Montreal School of Theology
- Established: 1914
- Affiliations: McGill University
- Religious affiliation: Protestantism
- Director: Rev. Dr. Jesse Zink
- Location: Montreal, Quebec, Canada

= Montreal School of Theology =

The Montreal School of Theology is an ecumenical collegiate seminary located in Montreal, Quebec. Its two colleges – The Presbyterian College and the Montreal Diocesan Theological College (Dio) – are autonomous, and each is representative of a particular denomination. A third school, the United Theological College, merged with Dio in 2022 as a United Church Studies program.

The Montreal School of Theology, and each of its member colleges, is affiliated with McGill University. The School was founded in 1914.

== History ==
Established in 1914, the Montreal School of Theology began as an ecumenical initiative in theological education: the first of its kind in North America, and the 'oldest ecumenical centre for theological education in the English-speaking world'. The colleges share both pedagogical objectives, and a commitment to the preservation and propagation of their individual identities: Anglican, Presbyterian, and Congregational. To this end, each college retains its own faculty, governing body, and premises; though, historically, the expertise of faculty from the respective colleges has been shared throughout the school.

== Academics ==
The colleges in the Montreal School of theology offer three programs

- Master of Divinity (M.Div.)
- Certificate in Theology
- Diploma in Ministry

=== Accreditation and degree granting authority ===
The Montreal School of Theology was accredited by the Association of Theological Schools in the United States and Canada (ATS) in 1989, and has since retained its accreditation.

The individual member colleges of MST are endowed with authority to award the Master of Divinity of Degree independently. Due to the agreement of all member colleges to cooperate on the matter of degree conferral, no college has ever exercised their individual right to award degrees without the concurrence of the other member colleges.

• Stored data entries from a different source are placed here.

//! Shared single-permit rate limiter for the enrichment pipeline's LLM
//! calls. Deliberately simpler than the resilience layer's bulkhead:
//! this is a minimum-interval gate between *any two* calls across all
//! workers, not a concurrency cap (`SPEC_FULL.md` §4.5).

use std::sync::atomic::{AtomicU64, Ordering};
use std::time::Duration;

use tokio::sync::Mutex;
use tokio::time::Instant;

#[derive(Debug, Default)]
pub struct RateLimiterMetrics {
    pub total_requests: u64,
    pub total_wait: Duration,
    pub max_wait: Duration,
}

/// FIFO single-permit scheduler: `acquire()` resolves only once
/// `min_interval` has elapsed since the previous caller's `acquire()`
/// returned. The internal mutex serializes acquirers in arrival order,
/// giving the FIFO queuing the spec requires without a separate queue
/// data structure.
pub struct RateLimiter {
    min_interval: Duration,
    last_released: Mutex<Option<Instant>>,
    total_requests: AtomicU64,
    total_wait_micros: AtomicU64,
    max_wait_micros: AtomicU64,
}

impl RateLimiter {
    pub fn new(min_interval: Duration) -> Self {
        Self {
            min_interval,
            last_released: Mutex::new(None),
            total_requests: AtomicU64::new(0),
            total_wait_micros: AtomicU64::new(0),
            max_wait_micros: AtomicU64::new(0),
        }
    }

    /// Blocks the caller until at least `min_interval` has passed since
    /// the previous `acquire()` returned, then records this call's
    /// release time.
    pub async fn acquire(&self) {
        let mut last = self.last_released.lock().await;
        let now = Instant::now();

        let wait = match *last {
            Some(prev) => {
                let elapsed = now.saturating_duration_since(prev);
                self.min_interval.saturating_sub(elapsed)
            }
            None => Duration::ZERO,
        };

        if !wait.is_zero() {
            tokio::time::sleep(wait).await;
        }

        *last = Some(Instant::now());
        drop(last);

        self.total_requests.fetch_add(1, Ordering::Relaxed);
        let wait_micros = wait.as_micros() as u64;
        self.total_wait_micros.fetch_add(wait_micros, Ordering::Relaxed);
        self.max_wait_micros.fetch_max(wait_micros, Ordering::Relaxed);
    }

    pub fn metrics(&self) -> RateLimiterMetrics {
        let total_requests = self.total_requests.load(Ordering::Relaxed);
        RateLimiterMetrics {
            total_requests,
            total_wait: Duration::from_micros(self.total_wait_micros.load(Ordering::Relaxed)),
            max_wait: Duration::from_micros(self.max_wait_micros.load(Ordering::Relaxed)),
        }
    }

    pub fn average_wait(&self) -> Duration {
        let metrics = self.metrics();
        if metrics.total_requests == 0 {
            return Duration::ZERO;
        }
        metrics.total_wait / metrics.total_requests as u32
    }
}

#[cfg(test)]
mod tests {
    use super::*;
    use std::sync::Arc;

    #[tokio::test]
    async fn first_acquire_does_not_wait() {
        let limiter = RateLimiter::new(Duration::from_millis(50));
        let start = Instant::now();
        limiter.acquire().await;
        assert!(start.elapsed() < Duration::from_millis(20));
        assert_eq!(limiter.metrics().total_requests, 1);
    }

    #[tokio::test]
    async fn second_acquire_waits_out_the_interval() {
        let limiter = RateLimiter::new(Duration::from_millis(60));
        limiter.acquire().await;
        let start = Instant::now();
        limiter.acquire().await;
        assert!(start.elapsed() >= Duration::from_millis(50));
    }

    #[tokio::test]
    async fn concurrent_acquirers_are_serialized() {
        let limiter = Arc::new(RateLimiter::new(Duration::from_millis(30)));
        let mut handles = Vec::new();
        for _ in 0..5 {
            let limiter = limiter.clone();
            handles.push(tokio::spawn(async move {
                limiter.acquire().await;
            }));
        }
        for h in handles {
            h.await.unwrap();
        }
        assert_eq!(limiter.metrics().total_requests, 5);
    }
}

=== McGill University affiliation ===
The Montreal School of Theology is affiliated with McGill University. Each of its member colleges is affiliated with the School of Religious Studies. Furthermore, MST's administrative structure, particularly in its delivery of the M.Div program, works in partnership with the School.

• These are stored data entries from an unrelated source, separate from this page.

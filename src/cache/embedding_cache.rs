//! Embedding cache: `(text_hash, model_name) -> f32[D]`, content
//! addressed so there is no TTL — an embedding for a given text under
//! a given model never changes (`SPEC_FULL.md` §4.2).

use moka::sync::Cache;

use super::CacheStats;

#[derive(Debug, Clone, Hash, Eq, PartialEq)]
struct Key {
    text_hash: u64,
    model: String,
}

pub struct EmbeddingCache {
    cache: Cache<Key, Vec<f32>>,
    stats: CacheStats,
}

impl EmbeddingCache {
    pub fn new(capacity: u64) -> Self {
        Self {
            cache: Cache::new(capacity),
            stats: CacheStats::default(),
        }
    }

    fn key(text: &str, model: &str) -> Key {
        Key {
            text_hash: crate::ids::document_id(text),
            model: model.to_string(),
        }
    }

    pub fn get(&self, text: &str, model: &str) -> Option<Vec<f32>> {
        let hit = self.cache.get(&Self::key(text, model));
        if hit.is_some() {
            self.stats.record_hit();
        } else {
            self.stats.record_miss();
        }
        hit
    }

    pub fn put(&self, text: &str, model: &str, embedding: Vec<f32>) {
        self.cache.insert(Self::key(text, model), embedding);
    }

    pub fn stats(&self) -> &CacheStats {
        &self.stats
    }

    pub fn entry_count(&self) -> u64 {
        self.cache.entry_count()
    }
}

Additionally, several members of MST's faculty sit on committees and boards at the School of Religious Studies: both the Senate of McGill and its B.Th committee are attended by the principals of the respective member colleges. Additionally, several members of McGill's faculty sit on committees and boards at MST. The Director of the School of Religious Studies attends the Academic Committee at MST, and also holds a seat on the Board.

=== Extracurricular and outreach ===
The Montreal School of Theology, and its member colleges, has hosted a variety of workshops, conferences, events, and competitions, for participation by both students and laity.

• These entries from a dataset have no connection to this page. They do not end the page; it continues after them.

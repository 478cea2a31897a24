//! Hybrid Ranking Engine (`SPEC_FULL.md` §4.4): query normalization
//! and expansion, five-signal scoring, weighted fusion, tie-breaking,
//! and result assembly across the three operation variants
//! (catalog-search, chunk-search, concept-search).

pub mod query;
pub mod scoring;
pub mod wordnet;

use std::sync::Arc;

use crate::cache::{EmbeddingCache, SearchCache};
use crate::config::{Config, RankingConfig};
use crate::embedding::{self, EmbeddingProvider};
use crate::error::{CoreError, CoreResult};
use crate::models::{Chunk, ComponentScores, Document, ExpandedTerm, ScoredResult};
use crate::resilience::ResilientExecutor;
use crate::store::catalog::CatalogCollection;
use crate::store::chunk::ChunkCollection;
use crate::store::concept::ConceptCollection;
use crate::store::Collection;

use wordnet::WordNetSource;

pub struct RankingEngine {
    catalog: Arc<CatalogCollection>,
    chunks: Arc<ChunkCollection>,
    concepts: Arc<ConceptCollection>,
    embedding_provider: Arc<dyn EmbeddingProvider>,
    wordnet: Arc<dyn WordNetSource>,
    embedding_cache: Arc<EmbeddingCache>,
    search_cache: Arc<SearchCache>,
    resilience: Arc<ResilientExecutor>,
    config: Config,
}

impl RankingEngine {
    pub fn new(
        catalog: Arc<CatalogCollection>,
        chunks: Arc<ChunkCollection>,
        concepts: Arc<ConceptCollection>,
        embedding_provider: Arc<dyn EmbeddingProvider>,
        wordnet: Arc<dyn WordNetSource>,
        embedding_cache: Arc<EmbeddingCache>,
        search_cache: Arc<SearchCache>,
        resilience: Arc<ResilientExecutor>,
        config: Config,
    ) -> Self {
        Self {
            catalog,
            chunks,
            concepts,
            embedding_provider,
            wordnet,
            embedding_cache,
            search_cache,
            resilience,
            config,
        }
    }

    fn ranking_config(&self) -> &RankingConfig {
        &self.config.ranking
    }

    fn validate_query(&self, text: &str, limit: i64) -> CoreResult<()> {
        if text.trim().is_empty() {
            return Err(CoreError::validation("query text must not be empty"));
        }
        if limit < 1 {
            return Err(CoreError::validation("limit must be >= 1"));
        }
        Ok(())
    }

    async fn query_embedding(&self, text: &str) -> Vec<f32> {
        if !self.config.embedding.is_enabled() {
            return Vec::new();
        }
        let model = self
            .config
            .embedding
            .model
            .clone()
            .unwrap_or_else(|| "unknown".to_string());
        if let Some(cached) = self.embedding_cache.get(text, &model) {
            return cached;
        }
        match embedding::embed_query(
            self.embedding_provider.as_ref(),
            &self.resilience,
            &self.config.embedding,
            text,
        )
        .await
        {
            Ok(vec) => {
                self.embedding_cache.put(text, &model, vec.clone());
                vec
            }
            Err(_) => Vec::new(),
        }
    }

    async fn expand(&self, original_terms: &[String]) -> Vec<ExpandedTerm> {
        query::expand_terms(
            original_terms,
            &self.concepts,
            self.wordnet.as_ref(),
            self.ranking_config(),
        )
        .await
    }

    fn candidate_limit(&self, row_count: u64, k: usize) -> usize {
        let rc = self.ranking_config();
        if (row_count as usize) <= rc.full_scan_row_limit {
            row_count as usize
        } else {
            rc.candidate_multiplier * k
        }
    }

    fn score_document(
        &self,
        doc: &Document,
        query_embedding: &[f32],
        original_terms: &[String],
        expanded: &[ExpandedTerm],
        candidate_texts: &[&str],
    ) -> ComponentScores {
        let text = format!("{} {}", doc.title, doc.summary);
        ComponentScores {
            vector_score: embedding::vector_score(query_embedding, &doc.embedding),
            bm25_score: scoring::bm25_score(
                &text,
                candidate_texts,
                expanded,
                self.ranking_config().bm25_b,
            ),
            title_score: scoring::title_score(&format!("{} {}", doc.title, doc.source), original_terms),
            concept_score: scoring::concept_score(&doc.concept_candidates(), expanded, original_terms),
            wordnet_score: scoring::wordnet_score(&text, expanded),
        }
    }

    fn score_chunk(
        &self,
        chunk: &Chunk,
        parent_title: &str,
        query_embedding: &[f32],
        original_terms: &[String],
        expanded: &[ExpandedTerm],
        candidate_texts: &[&str],
    ) -> ComponentScores {
        ComponentScores {
            vector_score: embedding::vector_score(query_embedding, &chunk.embedding),
            bm25_score: scoring::bm25_score(
                &chunk.text,
                candidate_texts,
                expanded,
                self.ranking_config().bm25_b,
            ),
            title_score: scoring::title_score(parent_title, original_terms),
            concept_score: scoring::concept_score(&chunk.concepts, expanded, original_terms),
            wordnet_score: scoring::wordnet_score(&chunk.text, expanded),
        }
    }

    fn assemble(
        mut scored: Vec<(f32, ComponentScores, ScoredResult)>,
        limit: usize,
        debug: bool,
    ) -> Vec<ScoredResult> {
        scored.sort_by(|a, b| {
            scoring::tie_break_cmp((a.0, &a.1, a.2.id), (b.0, &b.1, b.2.id))
        });
        scored.truncate(limit);
        scored
            .into_iter()
            .map(|(hybrid, component, mut result)| {
                result.hybrid_score = hybrid;
                result.scores = if debug { Some(component) } else { None };
                result
            })
            .collect()
    }

    /// **catalog-search** — emphasizes `title_score`; same fixed weight
    /// vector applies because documents are title-rich.
    pub async fn catalog_search(
        &self,
        query_text: &str,
        limit: usize,
        debug: bool,
    ) -> CoreResult<(Vec<ScoredResult>, Vec<ExpandedTerm>)> {
        self.validate_query(query_text, limit as i64)?;

        let original_terms = query::normalize_and_tokenize(query_text);
        let expanded = self.expand(&original_terms).await;
        let query_embedding = self.query_embedding(query_text).await;

        let total = self.catalog.count().await?;
        let m = self.candidate_limit(total, limit);

        let candidates: Vec<Document> = if query_embedding.is_empty() {
            self.catalog
                .filter_query(&crate::store::Filter::All, m)
                .await?
        } else {
            self.catalog
                .vector_search(&query_embedding, m)
                .await?
                .into_iter()
                .map(|row| row.item)
                .collect()
        };

        let texts: Vec<String> = candidates
            .iter()
            .map(|d| format!("{} {}", d.title, d.summary))
            .collect();
        let text_refs: Vec<&str> = texts.iter().map(|s| s.as_str()).collect();

        let mut scored = Vec::with_capacity(candidates.len());
        for doc in &candidates {
            let component = self.score_document(
                doc,
                &query_embedding,
                &original_terms,
                &expanded,
                &text_refs,
            );
            let hybrid = scoring::fuse(component, self.ranking_config());
            let result = ScoredResult {
                id: doc.id,
                catalog_id: doc.id,
                source: doc.source.clone(),
                title: Some(doc.title.clone()),
                text: doc.summary.clone(),
                concepts: doc.concept_candidates(),
                concept_density: 0.0,
                page: None,
                hybrid_score: 0.0,
                scores: None,
            };
            scored.push((hybrid, component, result));
        }

        Ok((Self::assemble(scored, limit, debug), expanded))
    }

    /// **chunk-search** (`broad_chunks_search`) — runs over the chunk
    /// collection; `title` is derived from the chunk's parent document.
    pub async fn chunk_search(
        &self,
        query_text: &str,
        limit: usize,
        debug: bool,
        restrict_source: Option<&str>,
    ) -> CoreResult<(Vec<ScoredResult>, Vec<ExpandedTerm>)> {
        self.validate_query(query_text, limit as i64)?;

        let original_terms = query::normalize_and_tokenize(query_text);
        let expanded = self.expand(&original_terms).await;
        let query_embedding = self.query_embedding(query_text).await;

        let candidates: Vec<Chunk> = if let Some(source) = restrict_source {
            let doc = self
                .catalog
                .get_by_source(source)
                .await?
                .ok_or_else(|| CoreError::not_found(format!("source not found: {source}")))?;
            self.chunks.by_catalog_id(doc.id).await?
        } else {
            let total = self.chunks.count().await?;
            let m = self.candidate_limit(total, limit);
            if query_embedding.is_empty() {
                self.chunks.filter_query(&crate::store::Filter::All, m).await?
            } else {
                self.chunks
                    .vector_search(&query_embedding, m)
                    .await?
                    .into_iter()
                    .map(|row| row.item)
                    .collect()
            }
        };

        let texts: Vec<&str> = candidates.iter().map(|c| c.text.as_str()).collect();

        let mut scored = Vec::with_capacity(candidates.len());
        for chunk in &candidates {
            let parent_title = self
                .catalog
                .get(chunk.catalog_id)
                .await?
                .map(|d| d.title)
                .unwrap_or_default();

            let component = self.score_chunk(
                chunk,
                &parent_title,
                &query_embedding,
                &original_terms,
                &expanded,
                &texts,
            );
            let hybrid = scoring::fuse(component, self.ranking_config());
            let result = ScoredResult {
                id: chunk.id,
                catalog_id: chunk.catalog_id,
                source: parent_title.clone(),
                title: Some(parent_title),
                text: chunk.text.clone(),
                concepts: chunk.concepts.clone(),
                concept_density: chunk.concept_density,
                page: chunk.page,
                hybrid_score: 0.0,
                scores: None,
            };
            scored.push((hybrid, component, result));
        }

        Ok((Self::assemble(scored, limit, debug), expanded))
    }

    /// **concept-search** — direct filter-based lookup, never a
    /// vector-similarity search against the concept's own embedding
    /// (`SPEC_FULL.md` §4.4 "Concept-search correctness rule").
    pub async fn concept_search(
        &self,
        concept_query: &str,
        limit: usize,
        debug: bool,
    ) -> CoreResult<(Vec<ScoredResult>, usize, Vec<ExpandedTerm>)> {
        self.validate_query(concept_query, limit as i64)?;

        let original_terms = query::normalize_and_tokenize(concept_query);
        let expanded = self.expand(&original_terms).await;
        let query_embedding = self.query_embedding(concept_query).await;

        let resolved_name = self.resolve_concept_name(concept_query, &query_embedding).await?;

        let Some(name) = resolved_name else {
            return Ok((Vec::new(), 0, expanded));
        };

        let mut matching_chunks = self.chunks.containing_concept(&name).await?;
        let total_chunks_found = matching_chunks.len();

        // Secondary re-rank within the filtered set: concept_density
        // desc, then vector similarity to the query.
        matching_chunks.sort_by(|a, b| {
            b.concept_density
                .total_cmp(&a.concept_density)
                .then_with(|| {
                    let sa = embedding::vector_score(&query_embedding, &a.embedding);
                    let sb = embedding::vector_score(&query_embedding, &b.embedding);
                    sb.total_cmp(&sa)
                })
        });

        let texts: Vec<&str> = matching_chunks.iter().map(|c| c.text.as_str()).collect();
        let mut scored = Vec::with_capacity(matching_chunks.len());
        for chunk in &matching_chunks {
            let parent_title = self
                .catalog
                .get(chunk.catalog_id)
                .await?
                .map(|d| d.title)
                .unwrap_or_default();
            let component = self.score_chunk(
                chunk,
                &parent_title,
                &query_embedding,
                &original_terms,
                &expanded,
                &texts,
            );
            let hybrid = scoring::fuse(component, self.ranking_config());
            let result = ScoredResult {
                id: chunk.id,
                catalog_id: chunk.catalog_id,
                source: parent_title.clone(),
                title: Some(parent_title),
                text: chunk.text.clone(),
                concepts: chunk.concepts.clone(),
                concept_density: chunk.concept_density,
                page: chunk.page,
                hybrid_score: 0.0,
                scores: None,
            };
            scored.push((hybrid, component, result));
        }

        // Preserve the concept_density-then-vector ordering rather than
        // re-sorting by hybrid score — the correctness rule in
        // SPEC_FULL.md binds concept-search's primary order.
        scored.truncate(limit);
        let results = scored
            .into_iter()
            .map(|(hybrid, component, mut result)| {
                result.hybrid_score = hybrid;
                result.scores = if debug { Some(component) } else { None };
                result
            })
            .collect();

        Ok((results, total_chunks_found, expanded))
    }

    async fn resolve_concept_name(
        &self,
        concept_query: &str,
        query_embedding: &[f32],
    ) -> CoreResult<Option<String>> {
        if let Some(concept) = self.concepts.get_by_name(concept_query).await? {
            return Ok(Some(concept.name));
        }

        let fuzzy = self
            .concepts
            .filter_query(&crate::store::Filter::TextContains(concept_query.to_string()), 1)
            .await?;
        if let Some(concept) = fuzzy.into_iter().next() {
            return Ok(Some(concept.name));
        }

        if query_embedding.is_empty() {
            return Ok(None);
        }

        let nearest = self.concepts.vector_search(query_embedding, 1).await?;
        Ok(nearest.into_iter().next().map(|row| row.item.name))
    }
}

The School's courses have included workshops on Christian Mission, Christian Theories of Justice, Congregational Leadership, Preaching, and Church Conflict. Students have also been given the opportunity of taking part in study tours to locations such as Cuba. In addition to its workshops and study tours, MST also offers awards to its students in recognition of their achievements. The Frederick Buechner Prize for Excellence in Preaching, named in honor of the Presbyterian theologian and author Frederick Buechner, is conferred upon the student judged to have excelled in the area of preaching.